Kidney function declines as you grow older. This medication is removed by the kidneys. Therefore, elderly people may be at greater risk for side effects (e.g., infection, bleeding) while using this drug.
This drug is not recommended for use during pregnancy. It may harm the unborn baby. If you become pregnant or think you may be pregnant, tell your doctor right away. To avoid pregnancy, both males and females using this drug should use reliable form(s) of birth control (e.g., birth control pills, condoms) during treatment and for 6 months after treatment has ended. Consult your doctor for details and to discuss effective forms of birth control.
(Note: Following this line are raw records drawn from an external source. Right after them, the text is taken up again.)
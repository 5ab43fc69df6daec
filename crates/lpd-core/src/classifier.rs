//! Platform label classification.

use crate::category::{Category, CategoryDef, CategoryKey};

/// Pure mapping from a raw platform label to a `Category`.
///
/// Matching is a case-insensitive substring test against each definition's
/// tokens, in definition order; the first hit wins. Total: any input yields a
/// category, unmatched or empty labels yield `Category::Unclassified`.
#[derive(Debug, Clone)]
pub struct Classifier {
    rules: Vec<(String, CategoryKey)>,
}

impl Classifier {
    pub fn new(defs: &[CategoryDef]) -> Self {
        let rules = defs
            .iter()
            .flat_map(|def| {
                def.match_tokens
                    .iter()
                    .map(|token| token.trim().to_lowercase())
                    .filter(|token| !token.is_empty())
                    .map(move |token| (token, def.key.clone()))
            })
            .collect();
        Self { rules }
    }

    pub fn classify(&self, raw_label: &str) -> Category {
        if raw_label.trim().is_empty() {
            return Category::Unclassified;
        }

        let lower = raw_label.to_lowercase();
        self.rules
            .iter()
            .find(|(token, _)| lower.contains(token.as_str()))
            .map(|(_, key)| Category::Launchpad(key.clone()))
            .unwrap_or(Category::Unclassified)
    }
}
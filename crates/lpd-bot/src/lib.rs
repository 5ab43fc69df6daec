//! Launchpad detector session host.
//!
//! Main application that orchestrates the session context:
//! - Feed connection gated on page presence
//! - Classification, dedup and the persisted replay cache
//! - Notifications and annotation fan-out
//! - Page bridge (control surface, presence, push stream, metrics)

pub mod app;
pub mod config;
pub mod error;

pub use app::Application;
pub use config::AppConfig;
pub use error::{AppError, AppResult};
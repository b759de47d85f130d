//! ---
//! ssc_section: "01-core-types"
//! ssc_subsection: "module"
//! ssc_type: "source"
//! ssc_scope: "code"
//! ssc_description: "Shared core types for the SimScribe workspace."
//! ssc_version: "v0.1.0"
//! ssc_owner: "tbd"
//! ---
use std::fmt;
use std::sync::atomic::{AtomicU64, Ordering};

use serde::{Deserialize, Serialize};

/// Resolution units understood by the sim-time column.
#[derive(Debug, Clone, Copy, PartialEq, Eq, Hash, Serialize, Deserialize)]
#[serde(rename_all = "lowercase")]
pub enum TimeUnit {
    Fs,
    Ps,
    Ns,
    Us,
    Ms,
    Sec,
}

impl TimeUnit {
    /// Search order used when extracting a unit from a sim-time template.
    pub const ALL: [TimeUnit; 6] = [
        TimeUnit::Fs,
        TimeUnit::Ps,
        TimeUnit::Ns,
        TimeUnit::Us,
        TimeUnit::Ms,
        TimeUnit::Sec,
    ];

    /// Suffix spelling as it appears inside templates.
    pub fn suffix(&self) -> &'static str {
        match self {
            TimeUnit::Fs => "fs",
            TimeUnit::Ps => "ps",
            TimeUnit::Ns => "ns",
            TimeUnit::Us => "us",
            TimeUnit::Ms => "ms",
            TimeUnit::Sec => "sec",
        }
    }

    /// Femtoseconds per step of this unit.
    pub fn femtos(&self) -> f64 {
        match self {
            TimeUnit::Fs => 1.0,
            TimeUnit::Ps => 1e3,
            TimeUnit::Ns => 1e6,
            TimeUnit::Us => 1e9,
            TimeUnit::Ms => 1e12,
            TimeUnit::Sec => 1e15,
        }
    }
}

impl fmt::Display for TimeUnit {
    fn fmt(&self, f: &mut fmt::Formatter<'_>) -> fmt::Result {
        f.write_str(self.suffix())
    }
}

impl std::str::FromStr for TimeUnit {
    type Err = String;

    fn from_str(s: &str) -> Result<Self, Self::Err> {
        match s.trim() {
            "fs" => Ok(TimeUnit::Fs),
            "ps" => Ok(TimeUnit::Ps),
            "ns" => Ok(TimeUnit::Ns),
            "us" => Ok(TimeUnit::Us),
            "ms" => Ok(TimeUnit::Ms),
            "sec" => Ok(TimeUnit::Sec),
            other => Err(format!("unknown time unit: {}", other)),
        }
    }
}

/// Source of the current simulated time.
///
/// The formatter queries this once per rendered line when any column carries
/// a `simtime` field. Implementations are expected to be cheap and
/// lock-free; the reference implementation is [`ManualSimClock`].
pub trait SimTimeSource: Send + Sync + std::fmt::Debug {
    /// Current simulated time expressed in `unit`.
    fn now(&self, unit: TimeUnit) -> f64;
}

/// Manually advanced simulation clock backed by a femtosecond counter.
///
/// The hosting simulator advances the counter from its scheduler; readers
/// convert to the requested resolution on the fly.
#[derive(Debug, Default)]
pub struct ManualSimClock {
    femtos: AtomicU64,
}

impl ManualSimClock {
    /// Clock starting at simulated time zero.
    pub fn new() -> Self {
        Self::default()
    }

    /// Clock pre-positioned at the given femtosecond count.
    pub fn starting_at(femtos: u64) -> Self {
        Self {
            femtos: AtomicU64::new(femtos),
        }
    }

    /// Advance the clock by `femtos` femtoseconds.
    pub fn advance(&self, femtos: u64) {
        self.femtos.fetch_add(femtos, Ordering::Relaxed);
    }

    /// Jump the clock to an absolute femtosecond count.
    pub fn set(&self, femtos: u64) {
        self.femtos.store(femtos, Ordering::Relaxed);
    }

    /// Raw femtosecond count.
    pub fn femtos(&self) -> u64 {
        self.femtos.load(Ordering::Relaxed)
    }
}

impl SimTimeSource for ManualSimClock {
    fn now(&self, unit: TimeUnit) -> f64 {
        self.femtos() as f64 / unit.femtos()
    }
}

#[cfg(test)]
mod tests {
    use super::*;

    #[test]
    fn unit_suffixes_round_trip() {
        for unit in TimeUnit::ALL {
            assert_eq!(unit.suffix().parse::<TimeUnit>(), Ok(unit));
        }
    }

    #[test]
    fn manual_clock_converts_between_units() {
        let clock = ManualSimClock::starting_at(12_345_000);
        assert_eq!(clock.now(TimeUnit::Fs), 12_345_000.0);
        assert_eq!(clock.now(TimeUnit::Ps), 12_345.0);
        assert_eq!(clock.now(TimeUnit::Ns), 12.345);
        clock.advance(655_000);
        assert_eq!(clock.now(TimeUnit::Ns), 13.0);
        clock.set(2_000_000_000);
        assert_eq!(clock.now(TimeUnit::Us), 2.0);
    }
}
It is not known whether this medication passes into breast milk. However, it may have undesirable effects on a nursing infant. Therefore, breast-feeding while using this medication is not recommended. Consult your doctor before breast-feeding.
Drug interactions may change how your medications work or increase your risk for serious side effects. This document does not contain all possible drug interactions. Keep a list of all the products you use (including prescription/nonprescription drugs and herbal products) and share it with your doctor and pharmacist. Do not start, stop, or change the dosage of any medicines without your doctor's approval.
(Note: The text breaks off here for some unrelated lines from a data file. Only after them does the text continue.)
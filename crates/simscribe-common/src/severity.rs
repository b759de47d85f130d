//! ---
//! ssc_section: "01-core-types"
//! ssc_subsection: "module"
//! ssc_type: "source"
//! ssc_scope: "code"
//! ssc_description: "Shared core types for the SimScribe workspace."
//! ssc_version: "v0.1.0"
//! ssc_owner: "tbd"
//! ---
use std::fmt;

use serde::{Deserialize, Serialize};

/// Ordered log severity scale.
///
/// The five standard levels are joined by [`Severity::DeepDebug`], which is
/// more verbose than `Debug` and intended for cycle-accurate simulator
/// chatter that would drown ordinary debug output.
#[derive(Debug, Clone, Copy, PartialEq, Eq, PartialOrd, Ord, Hash, Serialize, Deserialize)]
#[serde(rename_all = "SCREAMING_SNAKE_CASE")]
pub enum Severity {
    DeepDebug,
    Debug,
    Info,
    Warning,
    Error,
    Critical,
}

impl Severity {
    /// Every severity, most verbose first.
    pub const ALL: [Severity; 6] = [
        Severity::DeepDebug,
        Severity::Debug,
        Severity::Info,
        Severity::Warning,
        Severity::Error,
        Severity::Critical,
    ];

    /// Canonical upper-case name, as rendered by the `levelname` column.
    pub fn as_str(&self) -> &'static str {
        match self {
            Severity::DeepDebug => "DEEP_DEBUG",
            Severity::Debug => "DEBUG",
            Severity::Info => "INFO",
            Severity::Warning => "WARNING",
            Severity::Error => "ERROR",
            Severity::Critical => "CRITICAL",
        }
    }
}

impl fmt::Display for Severity {
    fn fmt(&self, f: &mut fmt::Formatter<'_>) -> fmt::Result {
        f.write_str(self.as_str())
    }
}

impl std::str::FromStr for Severity {
    type Err = String;

    fn from_str(s: &str) -> Result<Self, Self::Err> {
        match s.trim().to_uppercase().as_str() {
            "DEEP_DEBUG" => Ok(Severity::DeepDebug),
            "DEBUG" => Ok(Severity::Debug),
            "INFO" => Ok(Severity::Info),
            "WARNING" => Ok(Severity::Warning),
            "ERROR" => Ok(Severity::Error),
            "CRITICAL" => Ok(Severity::Critical),
            other => Err(format!("unknown severity: {}", other)),
        }
    }
}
Some products that may interact with this drug include: "blood thinners" (e.g., warfarin, enoxaparin), live vaccines (e.g., flu vaccine inhaled through the nose, typhoid/polio vaccine taken by mouth), pentostatin, other drugs that weaken the immune system/increase the risk of infection (such as natalizumab, rituximab), salicylates/NSAIDs (e.g., aspirin, ibuprofen, naproxen).
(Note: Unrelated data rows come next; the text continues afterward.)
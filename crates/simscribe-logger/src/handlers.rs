//! ---
//! ssc_section: "03-logger-facade"
//! ssc_subsection: "module"
//! ssc_type: "source"
//! ssc_scope: "code"
//! ssc_description: "Logger facade and process registry for SimScribe."
//! ssc_version: "v0.1.0"
//! ssc_owner: "tbd"
//! ---
//! Output sinks receiving rendered event blocks.

use std::fs::{self, File, OpenOptions};
use std::io::{self, BufWriter, Write};
use std::path::{Path, PathBuf};
use std::sync::Arc;

use parking_lot::Mutex;

/// Sink receiving one rendered block per event.
///
/// Handlers are shared between loggers, so emission takes `&self`; each
/// implementation guards its own writer.
pub trait LogHandler: Send + Sync + std::fmt::Debug {
    /// Append one rendered event block, followed by a line break.
    fn emit(&self, block: &str) -> io::Result<()>;
}

/// Writes rendered blocks to stdout.
#[derive(Debug, Default)]
pub struct ConsoleHandler;

impl ConsoleHandler {
    /// Handler bound to the process stdout.
    pub fn new() -> Self {
        Self
    }
}

impl LogHandler for ConsoleHandler {
    fn emit(&self, block: &str) -> io::Result<()> {
        let mut out = io::stdout().lock();
        writeln!(out, "{}", block)
    }
}

/// Appends rendered blocks to a log file.
#[derive(Debug)]
pub struct FileHandler {
    path: PathBuf,
    writer: Mutex<BufWriter<File>>,
}

impl FileHandler {
    /// Open (or create) the log file for appending.
    pub fn open(path: &Path) -> io::Result<Self> {
        if let Some(parent) = path.parent() {
            if !parent.as_os_str().is_empty() {
                fs::create_dir_all(parent)?;
            }
        }
        let file = OpenOptions::new().create(true).append(true).open(path)?;
        Ok(Self {
            path: path.to_path_buf(),
            writer: Mutex::new(BufWriter::new(file)),
        })
    }

    /// Path of the backing file.
    pub fn path(&self) -> &Path {
        &self.path
    }
}

impl LogHandler for FileHandler {
    fn emit(&self, block: &str) -> io::Result<()> {
        let mut writer = self.writer.lock();
        writeln!(writer, "{}", block)?;
        writer.flush()
    }
}

/// Captures rendered blocks in memory; intended for tests.
#[derive(Debug, Clone, Default)]
pub struct MemoryHandler {
    blocks: Arc<Mutex<Vec<String>>>,
}

impl MemoryHandler {
    /// Empty capture buffer.
    pub fn new() -> Self {
        Self::default()
    }

    /// Snapshot of every captured block, in emission order.
    pub fn blocks(&self) -> Vec<String> {
        self.blocks.lock().clone()
    }

    /// Most recently captured block.
    pub fn last(&self) -> Option<String> {
        self.blocks.lock().last().cloned()
    }

    /// Drop every captured block.
    pub fn clear(&self) {
        self.blocks.lock().clear();
    }
}

impl LogHandler for MemoryHandler {
    fn emit(&self, block: &str) -> io::Result<()> {
        self.blocks.lock().push(block.to_owned());
        Ok(())
    }
}

#[cfg(test)]
mod tests {
    use super::*;

    #[test]
    fn memory_handler_captures_blocks_in_order() {
        let handler = MemoryHandler::new();
        handler.emit("first").expect("emit");
        handler.emit("second").expect("emit");
        assert_eq!(handler.blocks(), vec!["first", "second"]);
        assert_eq!(handler.last().as_deref(), Some("second"));
        handler.clear();
        assert!(handler.blocks().is_empty());
    }

    #[test]
    fn file_handler_appends_one_block_per_event() {
        let dir = tempfile::tempdir().expect("tempdir");
        let path = dir.path().join("logs").join("sim.log");
        let handler = FileHandler::open(&path).expect("open");
        handler.emit("line one").expect("emit");
        handler.emit("line two\ncontinued").expect("emit");

        let contents = std::fs::read_to_string(handler.path()).expect("read back");
        assert_eq!(contents, "line one\nline two\ncontinued\n");
    }
}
Check all prescription and nonprescription medicine labels carefully since many contain pain relievers/fever reducers (NSAIDs such as ibuprofen, naproxen, and aspirin) that can increase your risk of bleeding. Low-dose aspirin should be continued if prescribed by your doctor for heart attack or stroke prevention (usually at dosages of 81-325 milligrams a day). Consult your doctor or pharmacist for more details.
If overdose is suspected, contact a poison control center or emergency room right away. US residents can call their local poison control center at 1-800-222-1222. Canada residents can call a provincial poison control center.
Laboratory and/or medical tests (e.g., complete blood count) should be performed periodically to monitor your progress or check for side effects. Consult your doctor for more details.
For the best possible benefit, it is important to receive each scheduled dose of this medication as directed. If you miss a dose, contact your doctor or pharmacist right away to establish a new dosing schedule.
Consult the product instructions and your pharmacist for storage details. Keep all medications away from children and pets.
Do not flush medications down the toilet or pour them into a drain unless instructed to do so. Properly discard this product when it is expired or no longer needed. Consult your pharmacist or local waste disposal company.
MEDICAL ALERT: Your condition can cause complications in a medical emergency. For information about enrolling in MedicAlert, call 1-888-633-4298 (US) or 1-800-668-1507 (Canada).